#### Try it:
Examine the entries and show every line in which the word "None" is found.

======== Data ========

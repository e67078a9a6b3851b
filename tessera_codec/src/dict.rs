//! # Open-key record
//!
//! ```text
//! +----------------------------+--------------------+-------------------------+
//! | values (a vector region)   | keys offset (u32)  | keys [key; count]       |
//! +----------------------------+--------------------+-------------------------+
//! ```
//!
//! Key `i` pairs with value `i`. The value vector carries the count and ends at
//! its own last table entry, so the keys can be found without decoding any value.
//! Keys need be neither unique nor ordered.
//!
//! Natively a dict is a [`Datum::Record`], whose keys are strings. Numeric keys are
//! parsed on the way in and printed on the way out.

use crate::codec::{Codec, CodecRef, Encoding};
use crate::lengths::{HeaderInt, HEADER_INT_LEN};
use crate::scalar::ScalarCodec;
use crate::vector::VectorCodec;
use std::borrow::Cow;
use std::collections::BTreeMap;
use std::ops::Range;
use tessera_types::{Datum, ScalarKind};

#[derive(Debug)]
pub struct DictCodec {
    key: CodecRef,
    key_len: usize,
    values: VectorCodec,
}

impl DictCodec {
    /// @arg `key` must have a fixed length of `key_len`.
    pub fn new(key: CodecRef, key_len: usize, value: CodecRef) -> Self {
        Self {
            key,
            key_len,
            values: VectorCodec::new(value, None),
        }
    }

    pub fn key(&self) -> &CodecRef {
        &self.key
    }

    pub fn value(&self) -> &CodecRef {
        self.values.item()
    }

    pub fn values(&self) -> &VectorCodec {
        &self.values
    }

    /// The smallest dict: an empty value vector and the keys offset.
    fn min_len() -> usize {
        VectorCodec::header_len(0) + HEADER_INT_LEN
    }

    fn overhead_len(&self, count: usize) -> usize {
        VectorCodec::header_len(count) + HEADER_INT_LEN + count * self.key_len
    }

    pub fn count(&self, bytes: &[u8]) -> usize {
        self.values.count(bytes)
    }

    fn keys_offset(&self, bytes: &[u8]) -> usize {
        HeaderInt::read_len(bytes, self.values.used_len(bytes))
    }

    pub fn used_len(&self, bytes: &[u8]) -> usize {
        self.keys_offset(bytes) + self.count(bytes) * self.key_len
    }

    fn key_range(&self, bytes: &[u8], index: usize) -> Option<Range<usize>> {
        let start = self.keys_offset(bytes) + index * self.key_len;
        let end = start + self.key_len;
        (index < self.count(bytes) && end <= bytes.len()).then_some(start..end)
    }

    fn is_numeric_key(&self) -> bool {
        matches!(&*self.key, Codec::Scalar(ScalarCodec::Number(_)))
    }

    /// Turns a lookup key into what the key codec expects.
    fn normalize_key<'k>(&self, key: &'k Datum) -> Cow<'k, Datum> {
        match key {
            Datum::Str(s) if self.is_numeric_key() => Cow::Owned(parse_key(s)),
            _ => Cow::Borrowed(key),
        }
    }

    /// Prints a decoded key back as a record key. A `float32` key prints at its own
    /// precision, so `"0.1"` comes back as `"0.1"`.
    fn key_string(&self, dat: &Datum) -> String {
        match (&*self.key, dat) {
            (Codec::Scalar(ScalarCodec::Number(ScalarKind::Float32)), Datum::Float(f)) => {
                (*f as f32).to_string()
            }
            _ => key_string(dat),
        }
    }

    /// Linear scan over the raw key bytes.
    pub fn key_index(&self, bytes: &[u8], key: &Datum, from: usize) -> Option<usize> {
        let mut needle = vec![0u8; self.key_len];
        self.key.encode(&self.normalize_key(key), &mut needle);
        (from..self.count(bytes)).find(|i| {
            self.key_range(bytes, *i)
                .map_or(false, |range| bytes[range] == needle[..])
        })
    }

    /// The value range of the first entry under `key`. `None` if absent or a hole.
    pub fn entry_range(&self, bytes: &[u8], key: &Datum) -> Option<Range<usize>> {
        let index = self.key_index(bytes, key, 0)?;
        self.values.item_range(bytes, index)
    }
}

impl Encoding for DictCodec {
    fn fixed_len(&self) -> Option<usize> {
        None
    }

    fn encoded_len(&self, dat: &Datum) -> usize {
        let Some(entries) = dat.as_record() else {
            return Self::min_len();
        };
        let values_len = self.values.items_len(entries.values());
        values_len + HEADER_INT_LEN + entries.len() * self.key_len
    }

    fn decode(&self, bytes: &[u8]) -> Datum {
        let mut out = BTreeMap::new();
        let values = self.values.decode_items(bytes);
        for (i, value) in values.into_iter().enumerate() {
            let Some(range) = self.key_range(bytes, i) else {
                break;
            };
            let key = self.key_string(&self.key.decode(&bytes[range]));
            out.entry(key).or_insert(value);
        }
        Datum::Record(out)
    }

    /// Trailing entries are dropped until the table and the keys fit,
    /// then values that do not fit become holes.
    ///
    /// @return Bytes written. `0` iff not even an empty dict fit.
    fn encode(&self, dat: &Datum, bytes: &mut [u8]) -> usize {
        if bytes.len() < Self::min_len() {
            return 0;
        }
        let empty = BTreeMap::new();
        let entries = dat.as_record().unwrap_or(&empty);
        let mut count = entries.len();
        while self.overhead_len(count) > bytes.len() {
            count -= 1;
        }

        let values_room = bytes.len() - HEADER_INT_LEN - count * self.key_len;
        let values_len = self
            .values
            .encode_items(entries.values().take(count), &mut bytes[..values_room]);
        let keys_offset = values_len + HEADER_INT_LEN;
        HeaderInt::from_len(keys_offset).write(bytes, values_len);

        for (i, key) in entries.keys().take(count).enumerate() {
            let start = keys_offset + i * self.key_len;
            let key_dat = if self.is_numeric_key() {
                parse_key(key)
            } else {
                Datum::from(key.as_str())
            };
            self.key.encode(&key_dat, &mut bytes[start..start + self.key_len]);
        }
        keys_offset + count * self.key_len
    }
}

/// Unparseable numeric keys become [`Datum::Null`], which encodes as zero.
fn parse_key(key: &str) -> Datum {
    if let Ok(i) = key.parse::<i64>() {
        Datum::Int(i)
    } else if let Ok(u) = key.parse::<u64>() {
        Datum::UInt(u)
    } else if let Ok(f) = key.parse::<f64>() {
        Datum::Float(f)
    } else if let Ok(b) = key.parse::<bool>() {
        Datum::Bool(b)
    } else {
        Datum::Null
    }
}

fn key_string(dat: &Datum) -> String {
    match dat {
        Datum::Str(s) => s.clone(),
        Datum::Bytes(b) => String::from_utf8_lossy(b).into_owned(),
        Datum::Bool(b) => b.to_string(),
        Datum::Int(i) => i.to_string(),
        Datum::UInt(u) => u.to_string(),
        Datum::Float(f) => f.to_string(),
        Datum::Null | Datum::List(_) | Datum::Record(_) => String::new(),
    }
}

========

#### Reply to the task:
            values: VectorCodec::new(value, None),
    /// The value range of the first entry under `key`. `None` if absent or a hole.
        None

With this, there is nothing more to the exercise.